"Madam," answered the count, bowing, "I intend to take up my abode in Cassel—at the Aigle Impérial. Therefore there will be no difficulty about my address. But let me remark that annulments are not easily concluded without the consent of both parties."
He closed the door between them upon these words.
"He does not love me—he never loved me!" said Sidonia to her bursting heart. "It was all pride!"
The other unworthy suspicions, which Betty had so subtly instilled, could not live in her soul after having come again under the glance of Steven's eye. But she had pride too, her woman's pride, and it showed her what she had to do, even though it killed her.
"O Geiger-Onkel," cried the poor child, "what have you brought me to! Even you have abandoned me!"
Betty's arrows, shot at spiteful random, occasionally hit a truer mark than she herself suspected. When, in her tower prison, she had petulantly averred that the Burgrave would certainly keep in his own hands the choosing of Sidonia's husband (and for very good reasons!) she had unconsciously struck the gold. The heiress's guardian did not intend, if it could be helped, to have his accounts examined. Hence, apart from the humiliating pressure put upon him, against which his elementary violence rebelled, the young Austrian was the last person the Burgrave would have desired as nephew-in-law. There was a relentlessness in the young man's eye and a clear penetration, which, whenever the Burgrave remembered them, sent uncomfortable chills through his frame. True, Count Kielmansegg had never breathed one syllable on the subject of his bride's fortune; but this very silence struck the Chancellor as the more ominous.
"I shall have his lawyers on top of me before I know where I am," he had many a time growled in those sullen days that followed Sidonia's betrothal, chiefly at those hours of conscience's activity, the dull hours before the dawn, when the night's potations had ceased to stimulate.
It was not that Wellenshausen had ever been consciously dishonest. In his fine masculine, Germanic way, when he had put large sums of his ward's money to his own uses, he had felt himself almost in the right. Was it not against nature that mere females should have advantages over the male? Indeed, he had scarcely taken the trouble to make memoranda of the expenditure: in Jerome's kingdom, especially in financial matters, it was never customary to waste time upon details, and the sense of impending catastrophe, more particularly of late, had increased the sense of the value of the fleeting moment.

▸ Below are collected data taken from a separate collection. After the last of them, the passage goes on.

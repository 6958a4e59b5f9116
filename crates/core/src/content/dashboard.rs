use std::collections::HashMap;

use serde::{Deserialize, Serialize};

use super::types::{Category, Event};

/// Number of events shown in the "recent events" panel.
pub const RECENT_EVENTS_LIMIT: usize = 5;

/// Number of categories shown in the "top categories" panel.
pub const TOP_CATEGORIES_LIMIT: usize = 4;

/// Events per page in the events listing.
pub const EVENTS_PER_PAGE: usize = 12;

/// Pages shown on each side of the current page in a pagination window.
const PAGE_WINDOW_DELTA: usize = 2;

/// Headline counts for the dashboard.
#[derive(Debug, Clone, Default, PartialEq, Eq, Serialize, Deserialize)]
#[serde(rename_all = "camelCase")]
pub struct DashboardSummary {
    pub total_events: usize,
    pub published_events: usize,
    pub draft_events: usize,
    pub categories: usize,
    pub speakers: usize,
    pub organizers: usize,
}

/// A category with the number of events that reference it.
#[derive(Debug, Clone, PartialEq, Eq, Serialize, Deserialize)]
#[serde(rename_all = "camelCase")]
pub struct CategoryCount {
    pub category: Category,
    pub event_count: usize,
}

/// Search and category filter applied to the events listing.
#[derive(Debug, Clone, Default, PartialEq, Eq)]
pub struct EventFilter {
    pub search: Option<String>,
    pub category_id: Option<String>,
}

impl EventFilter {
    pub fn new() -> Self {
        Self::default()
    }

    pub fn with_search(mut self, search: impl Into<String>) -> Self {
        self.search = Some(search.into());
        self
    }

    pub fn with_category(mut self, category_id: impl Into<String>) -> Self {
        self.category_id = Some(category_id.into());
        self
    }
}

/// One page of a paginated listing.
#[derive(Debug, Clone, PartialEq, Eq, Serialize, Deserialize)]
#[serde(rename_all = "camelCase")]
pub struct Page<T> {
    pub items: Vec<T>,
    /// 1-based page number, clamped to the available pages.
    pub page: usize,
    pub total_pages: usize,
    pub total_items: usize,
}

/// An element of a pagination control.
#[derive(Debug, Clone, Copy, PartialEq, Eq, Serialize, Deserialize)]
#[serde(rename_all = "snake_case")]
pub enum PageItem {
    Page(usize),
    Gap,
}

/// Computes headline counts.
pub fn summarize(
    events: &[Event],
    categories: usize,
    speakers: usize,
    organizers: usize,
) -> DashboardSummary {
    let published_events = events.iter().filter(|e| e.is_published).count();

    DashboardSummary {
        total_events: events.len(),
        published_events,
        draft_events: events.len() - published_events,
        categories,
        speakers,
        organizers,
    }
}

/// Returns the newest events by creation time, skipping records without an id.
///
/// Events without a creation timestamp sort last.
pub fn recent_events(events: &[Event]) -> Vec<Event> {
    let mut sorted: Vec<&Event> = events.iter().filter(|e| !e.id.is_empty()).collect();
    sorted.sort_by(|a, b| b.created_at.cmp(&a.created_at));

    sorted
        .into_iter()
        .take(RECENT_EVENTS_LIMIT)
        .cloned()
        .collect()
}

/// Counts events per category and returns the most used ones.
///
/// Ties keep the order of the `categories` list.
pub fn top_categories(events: &[Event], categories: &[Category]) -> Vec<CategoryCount> {
    let mut counts: HashMap<&str, usize> = HashMap::new();
    for event in events {
        for id in event.category_ids() {
            *counts.entry(id).or_default() += 1;
        }
    }

    let mut ranked: Vec<CategoryCount> = categories
        .iter()
        .map(|category| CategoryCount {
            category: category.clone(),
            event_count: counts.get(category.id.as_str()).copied().unwrap_or(0),
        })
        .collect();
    ranked.sort_by(|a, b| b.event_count.cmp(&a.event_count));
    ranked.truncate(TOP_CATEGORIES_LIMIT);
    ranked
}

/// Filters events by a case-insensitive search term and a category.
///
/// The search matches title, description and organizer name.
pub fn filter_events(events: &[Event], filter: &EventFilter) -> Vec<Event> {
    let needle = filter
        .search
        .as_deref()
        .map(str::trim)
        .filter(|s| !s.is_empty())
        .map(str::to_lowercase);

    events
        .iter()
        .filter(|event| match &needle {
            Some(needle) => {
                event.title.to_lowercase().contains(needle)
                    || event.description.to_lowercase().contains(needle)
                    || event.organizer_record().name.to_lowercase().contains(needle)
            }
            None => true,
        })
        .filter(|event| match filter.category_id.as_deref() {
            Some(id) if !id.is_empty() => event.has_category(id),
            _ => true,
        })
        .cloned()
        .collect()
}

/// Slices `items` into the requested 1-based page.
pub fn paginate<T: Clone>(items: &[T], page: usize, per_page: usize) -> Page<T> {
    let per_page = per_page.max(1);
    let total_pages = items.len().div_ceil(per_page).max(1);
    let page = page.clamp(1, total_pages);
    let start = (page - 1) * per_page;

    Page {
        items: items.iter().skip(start).take(per_page).cloned().collect(),
        page,
        total_pages,
        total_items: items.len(),
    }
}

/// Builds the page numbers shown in a pagination control.
///
/// The first and last pages are always present; pages more than two away
/// from `current` collapse into a gap. Returns nothing for a single page.
pub fn page_window(current: usize, total: usize) -> Vec<PageItem> {
    if total <= 1 {
        return Vec::new();
    }

    let current = current.clamp(1, total);
    let low = current.saturating_sub(PAGE_WINDOW_DELTA).max(2);
    let high = (current + PAGE_WINDOW_DELTA).min(total - 1);

    let mut window = vec![PageItem::Page(1)];
    if current.saturating_sub(PAGE_WINDOW_DELTA) > 2 {
        window.push(PageItem::Gap);
    }
    window.extend((low..=high).map(PageItem::Page));
    if current + PAGE_WINDOW_DELTA < total - 1 {
        window.push(PageItem::Gap);
    }
    window.push(PageItem::Page(total));
    window
}

#[cfg(test)]
mod tests {
    use super::*;
    use crate::content::mock_data::{demo_categories, demo_events};
    use crate::content::types::{Organizer, Relation};
    use chrono::{TimeZone, Utc};

    fn event(id: &str, title: &str, created_day: u32) -> Event {
        Event {
            id: id.to_string(),
            title: title.to_string(),
            created_at: Some(Utc.with_ymd_and_hms(2025, 1, created_day, 0, 0, 0).unwrap()),
            ..Event::default()
        }
    }

    #[test]
    fn test_summarize_counts_drafts() {
        let summary = summarize(&demo_events(), 8, 14, 12);

        assert_eq!(summary.total_events, 12);
        assert_eq!(summary.published_events, 9);
        assert_eq!(summary.draft_events, 3);
        assert_eq!(summary.speakers, 14);
    }

    #[test]
    fn test_recent_events_newest_first() {
        let recent = recent_events(&demo_events());
        let ids: Vec<&str> = recent.iter().map(|e| e.id.as_str()).collect();

        assert_eq!(ids, vec!["12", "11", "10", "9", "8"]);
    }

    #[test]
    fn test_recent_events_skips_missing_ids() {
        let events = vec![event("", "Ghost", 9), event("a", "A", 1), event("b", "B", 2)];

        let recent = recent_events(&events);
        assert_eq!(recent.len(), 2);
        assert_eq!(recent[0].id, "b");
    }

    #[test]
    fn test_top_categories() {
        let top = top_categories(&demo_events(), &demo_categories());

        assert_eq!(top.len(), 4);
        assert_eq!(top[0].category.title, "Web Development");
        assert_eq!(top[0].event_count, 5);
        assert_eq!(top[1].category.title, "Technology");
        assert_eq!(top[1].event_count, 3);
    }

    #[test]
    fn test_filter_events_by_search() {
        let mut hosted = event("1", "Rust Meetup", 1);
        hosted.organizer = Relation::Resolved(Organizer::new("o", "Ferris Foundation"));
        let events = vec![hosted, event("2", "Go Meetup", 2)];

        let by_title = filter_events(&events, &EventFilter::new().with_search("RUST"));
        assert_eq!(by_title.len(), 1);

        let by_organizer = filter_events(&events, &EventFilter::new().with_search("ferris"));
        assert_eq!(by_organizer[0].id, "1");

        let all = filter_events(&events, &EventFilter::new().with_search("  "));
        assert_eq!(all.len(), 2);
    }

    #[test]
    fn test_filter_events_by_category() {
        let filtered = filter_events(&demo_events(), &EventFilter::new().with_category("5"));

        assert_eq!(filtered.len(), 1);
        assert_eq!(filtered[0].title, "AI & Machine Learning Summit");
    }

    #[test]
    fn test_paginate() {
        let items: Vec<u32> = (1..=30).collect();

        let page = paginate(&items, 3, EVENTS_PER_PAGE);
        assert_eq!(page.items, vec![25, 26, 27, 28, 29, 30]);
        assert_eq!(page.total_pages, 3);

        let clamped = paginate(&items, 99, EVENTS_PER_PAGE);
        assert_eq!(clamped.page, 3);

        let empty = paginate::<u32>(&[], 1, EVENTS_PER_PAGE);
        assert_eq!(empty.total_pages, 1);
        assert!(empty.items.is_empty());
    }

    #[test]
    fn test_page_window_single_page() {
        assert!(page_window(1, 1).is_empty());
    }

    #[test]
    fn test_page_window_small() {
        use PageItem::Page as P;
        assert_eq!(page_window(1, 3), vec![P(1), P(2), P(3)]);
    }

    #[test]
    fn test_page_window_gaps() {
        use PageItem::{Gap, Page as P};

        assert_eq!(page_window(1, 10), vec![P(1), P(2), P(3), Gap, P(10)]);
        assert_eq!(
            page_window(5, 10),
            vec![P(1), Gap, P(3), P(4), P(5), P(6), P(7), Gap, P(10)]
        );
        assert_eq!(page_window(10, 10), vec![P(1), Gap, P(8), P(9), P(10)]);
    }
}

Since his second marriage the Burgrave had certainly taken both hands to Sidonia's treasure. There was the loan to his Royal Master; a matter of high diplomacy! It was well to have a lien over so slippery a patron. And, besides, it would be all to the child's advantage, no doubt, later on. Practically an investment! There were Betty's pearls.... Well, in these uncertain times, might not jewels also be looked upon as an investment? none the worse for having gleamed so charmingly on Betty's shoulders!
And there was this, and there was that.... In the small hours above mentioned, memory became inconveniently active. Once or twice the Burgrave had sat up in his feather-bed to wipe a clammy forehead; in truth, he did not know how much the heiress of Wellenshausen, apart from the lands, was heiress to. But there was a certain document of his late brother's, referring, in very precise terms, to the Fideicommission, to the trust.